*What is expected:* Of the lines below, count those containing the word "Duration". Reply with the number alone.

*Task input:*

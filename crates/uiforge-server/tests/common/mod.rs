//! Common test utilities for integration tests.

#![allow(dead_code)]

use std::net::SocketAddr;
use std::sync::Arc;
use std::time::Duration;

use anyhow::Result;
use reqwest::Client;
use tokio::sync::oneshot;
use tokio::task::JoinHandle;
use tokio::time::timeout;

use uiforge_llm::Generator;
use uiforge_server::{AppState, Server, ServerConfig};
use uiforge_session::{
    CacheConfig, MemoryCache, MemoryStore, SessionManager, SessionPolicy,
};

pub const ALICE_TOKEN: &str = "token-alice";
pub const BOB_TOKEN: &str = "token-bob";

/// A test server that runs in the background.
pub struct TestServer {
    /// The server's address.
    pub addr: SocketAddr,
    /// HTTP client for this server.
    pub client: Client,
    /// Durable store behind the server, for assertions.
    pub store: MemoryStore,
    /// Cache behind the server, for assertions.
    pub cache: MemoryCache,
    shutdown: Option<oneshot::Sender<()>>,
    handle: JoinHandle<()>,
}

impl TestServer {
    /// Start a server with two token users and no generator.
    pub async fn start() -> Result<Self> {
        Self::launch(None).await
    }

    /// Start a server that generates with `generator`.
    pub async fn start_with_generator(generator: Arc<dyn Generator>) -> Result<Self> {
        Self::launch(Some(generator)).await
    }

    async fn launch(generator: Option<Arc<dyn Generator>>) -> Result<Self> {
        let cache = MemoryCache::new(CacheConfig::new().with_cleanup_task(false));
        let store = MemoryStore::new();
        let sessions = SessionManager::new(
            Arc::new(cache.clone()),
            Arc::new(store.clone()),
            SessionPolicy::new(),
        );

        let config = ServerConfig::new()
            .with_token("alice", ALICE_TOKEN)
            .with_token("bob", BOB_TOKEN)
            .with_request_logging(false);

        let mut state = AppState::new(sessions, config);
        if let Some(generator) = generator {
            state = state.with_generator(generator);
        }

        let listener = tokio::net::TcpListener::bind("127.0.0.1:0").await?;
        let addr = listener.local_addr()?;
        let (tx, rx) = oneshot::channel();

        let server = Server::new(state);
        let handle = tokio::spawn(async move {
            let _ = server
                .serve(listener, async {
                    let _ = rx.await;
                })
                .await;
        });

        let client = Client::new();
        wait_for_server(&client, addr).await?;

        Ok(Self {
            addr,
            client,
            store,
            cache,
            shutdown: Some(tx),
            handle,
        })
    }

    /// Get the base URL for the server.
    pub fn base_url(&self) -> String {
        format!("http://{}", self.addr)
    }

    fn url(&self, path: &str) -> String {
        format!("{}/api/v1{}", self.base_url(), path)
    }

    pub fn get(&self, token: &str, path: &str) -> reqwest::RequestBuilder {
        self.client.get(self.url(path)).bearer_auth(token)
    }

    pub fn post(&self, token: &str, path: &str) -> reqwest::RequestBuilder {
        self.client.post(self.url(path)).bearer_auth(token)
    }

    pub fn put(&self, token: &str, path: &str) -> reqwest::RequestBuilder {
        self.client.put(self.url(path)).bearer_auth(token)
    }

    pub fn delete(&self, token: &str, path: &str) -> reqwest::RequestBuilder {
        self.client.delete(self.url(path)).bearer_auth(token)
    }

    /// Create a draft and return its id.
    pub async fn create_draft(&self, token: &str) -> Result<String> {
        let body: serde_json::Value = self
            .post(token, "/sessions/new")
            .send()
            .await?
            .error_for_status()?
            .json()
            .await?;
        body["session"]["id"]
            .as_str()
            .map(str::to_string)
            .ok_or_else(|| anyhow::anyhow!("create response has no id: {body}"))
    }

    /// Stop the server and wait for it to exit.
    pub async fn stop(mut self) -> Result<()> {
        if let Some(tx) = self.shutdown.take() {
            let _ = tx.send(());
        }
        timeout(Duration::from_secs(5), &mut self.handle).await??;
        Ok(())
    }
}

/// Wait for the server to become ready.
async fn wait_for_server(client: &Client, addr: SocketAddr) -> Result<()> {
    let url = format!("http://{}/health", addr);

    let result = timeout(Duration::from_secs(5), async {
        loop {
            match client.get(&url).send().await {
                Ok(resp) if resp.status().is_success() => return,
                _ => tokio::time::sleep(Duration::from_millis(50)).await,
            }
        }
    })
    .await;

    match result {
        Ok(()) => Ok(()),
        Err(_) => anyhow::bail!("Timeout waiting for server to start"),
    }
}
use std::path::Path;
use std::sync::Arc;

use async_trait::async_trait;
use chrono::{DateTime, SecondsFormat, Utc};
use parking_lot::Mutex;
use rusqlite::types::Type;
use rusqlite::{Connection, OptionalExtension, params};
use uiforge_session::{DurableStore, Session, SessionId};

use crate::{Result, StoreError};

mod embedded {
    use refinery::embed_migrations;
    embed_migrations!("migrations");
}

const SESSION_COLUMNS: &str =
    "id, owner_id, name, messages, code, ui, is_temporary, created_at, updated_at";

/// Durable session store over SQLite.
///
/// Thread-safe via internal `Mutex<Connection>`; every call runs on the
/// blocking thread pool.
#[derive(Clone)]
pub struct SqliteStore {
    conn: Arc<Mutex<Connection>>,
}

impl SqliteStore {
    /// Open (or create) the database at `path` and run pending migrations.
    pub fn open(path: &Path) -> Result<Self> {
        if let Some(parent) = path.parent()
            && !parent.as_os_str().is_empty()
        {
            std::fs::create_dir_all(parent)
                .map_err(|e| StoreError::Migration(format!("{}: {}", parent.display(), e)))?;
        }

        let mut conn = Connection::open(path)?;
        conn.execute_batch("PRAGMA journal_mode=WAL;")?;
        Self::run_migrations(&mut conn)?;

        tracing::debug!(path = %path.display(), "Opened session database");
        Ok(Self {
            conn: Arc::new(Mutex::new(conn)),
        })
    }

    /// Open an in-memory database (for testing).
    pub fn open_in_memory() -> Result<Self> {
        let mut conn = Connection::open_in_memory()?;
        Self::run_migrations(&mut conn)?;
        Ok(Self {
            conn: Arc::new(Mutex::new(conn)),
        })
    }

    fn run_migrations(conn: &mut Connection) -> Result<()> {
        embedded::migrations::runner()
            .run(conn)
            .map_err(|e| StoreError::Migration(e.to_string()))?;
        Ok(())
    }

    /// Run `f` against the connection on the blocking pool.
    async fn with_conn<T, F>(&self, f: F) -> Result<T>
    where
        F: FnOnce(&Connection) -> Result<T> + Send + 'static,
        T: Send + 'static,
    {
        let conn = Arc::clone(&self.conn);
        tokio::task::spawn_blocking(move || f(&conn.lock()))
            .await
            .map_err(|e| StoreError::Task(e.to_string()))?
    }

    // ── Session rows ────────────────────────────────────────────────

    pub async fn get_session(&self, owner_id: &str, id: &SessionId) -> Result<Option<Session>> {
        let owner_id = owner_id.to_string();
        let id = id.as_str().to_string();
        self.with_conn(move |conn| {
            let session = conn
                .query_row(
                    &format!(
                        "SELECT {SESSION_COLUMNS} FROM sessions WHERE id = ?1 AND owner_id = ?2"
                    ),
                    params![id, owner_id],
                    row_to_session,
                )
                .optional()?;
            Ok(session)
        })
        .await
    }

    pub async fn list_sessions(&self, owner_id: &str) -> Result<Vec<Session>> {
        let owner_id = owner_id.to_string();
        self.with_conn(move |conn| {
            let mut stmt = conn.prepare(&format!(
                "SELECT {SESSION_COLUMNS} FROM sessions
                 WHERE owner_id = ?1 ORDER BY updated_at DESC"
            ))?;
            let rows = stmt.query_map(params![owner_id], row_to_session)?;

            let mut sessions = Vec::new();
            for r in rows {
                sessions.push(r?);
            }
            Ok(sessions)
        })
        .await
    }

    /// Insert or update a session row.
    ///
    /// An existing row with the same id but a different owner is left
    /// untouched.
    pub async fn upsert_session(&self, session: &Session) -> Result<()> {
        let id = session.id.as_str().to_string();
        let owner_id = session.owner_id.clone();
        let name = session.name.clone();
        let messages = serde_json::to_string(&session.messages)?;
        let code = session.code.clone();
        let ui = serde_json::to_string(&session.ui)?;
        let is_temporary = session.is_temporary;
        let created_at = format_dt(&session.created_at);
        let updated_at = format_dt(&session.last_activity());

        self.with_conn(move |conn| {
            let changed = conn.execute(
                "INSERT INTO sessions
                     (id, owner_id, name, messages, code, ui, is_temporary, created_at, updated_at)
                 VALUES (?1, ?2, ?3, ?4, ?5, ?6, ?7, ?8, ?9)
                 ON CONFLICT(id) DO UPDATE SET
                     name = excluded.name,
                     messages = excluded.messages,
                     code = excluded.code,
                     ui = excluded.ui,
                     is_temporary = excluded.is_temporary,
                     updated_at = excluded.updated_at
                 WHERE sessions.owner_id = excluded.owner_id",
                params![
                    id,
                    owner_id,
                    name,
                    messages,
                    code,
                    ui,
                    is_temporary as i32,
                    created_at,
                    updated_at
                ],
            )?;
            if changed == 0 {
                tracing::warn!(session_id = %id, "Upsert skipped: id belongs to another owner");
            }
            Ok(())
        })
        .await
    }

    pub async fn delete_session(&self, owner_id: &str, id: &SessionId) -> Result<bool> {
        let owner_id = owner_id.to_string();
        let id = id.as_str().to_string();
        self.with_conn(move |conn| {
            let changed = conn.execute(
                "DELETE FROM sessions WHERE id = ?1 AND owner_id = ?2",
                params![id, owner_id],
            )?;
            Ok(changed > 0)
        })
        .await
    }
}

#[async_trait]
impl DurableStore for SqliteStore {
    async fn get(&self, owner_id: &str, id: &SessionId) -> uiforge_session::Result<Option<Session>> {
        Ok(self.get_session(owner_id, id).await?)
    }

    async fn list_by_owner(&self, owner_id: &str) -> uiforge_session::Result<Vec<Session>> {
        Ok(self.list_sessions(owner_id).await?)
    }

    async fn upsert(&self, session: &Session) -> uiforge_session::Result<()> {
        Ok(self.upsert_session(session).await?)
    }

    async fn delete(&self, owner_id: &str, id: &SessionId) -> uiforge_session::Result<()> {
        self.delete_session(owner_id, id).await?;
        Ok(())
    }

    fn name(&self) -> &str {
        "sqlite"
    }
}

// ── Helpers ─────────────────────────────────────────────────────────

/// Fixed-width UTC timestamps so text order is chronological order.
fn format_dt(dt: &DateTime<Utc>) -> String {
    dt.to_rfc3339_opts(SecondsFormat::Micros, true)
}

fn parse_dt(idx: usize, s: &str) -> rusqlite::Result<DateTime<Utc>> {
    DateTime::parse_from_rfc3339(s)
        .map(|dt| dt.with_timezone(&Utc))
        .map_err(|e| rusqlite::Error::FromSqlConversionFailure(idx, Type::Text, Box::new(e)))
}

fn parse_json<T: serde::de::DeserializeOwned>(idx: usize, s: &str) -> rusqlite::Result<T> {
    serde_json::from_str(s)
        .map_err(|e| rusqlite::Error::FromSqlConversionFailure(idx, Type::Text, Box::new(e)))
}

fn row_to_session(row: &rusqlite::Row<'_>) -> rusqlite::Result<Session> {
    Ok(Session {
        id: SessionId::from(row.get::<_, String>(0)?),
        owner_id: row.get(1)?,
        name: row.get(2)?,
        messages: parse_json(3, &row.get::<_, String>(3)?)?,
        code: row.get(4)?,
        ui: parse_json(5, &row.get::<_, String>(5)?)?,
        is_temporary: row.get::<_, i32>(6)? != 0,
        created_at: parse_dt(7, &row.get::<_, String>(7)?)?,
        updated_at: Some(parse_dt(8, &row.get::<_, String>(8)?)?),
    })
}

*Written reply:* 4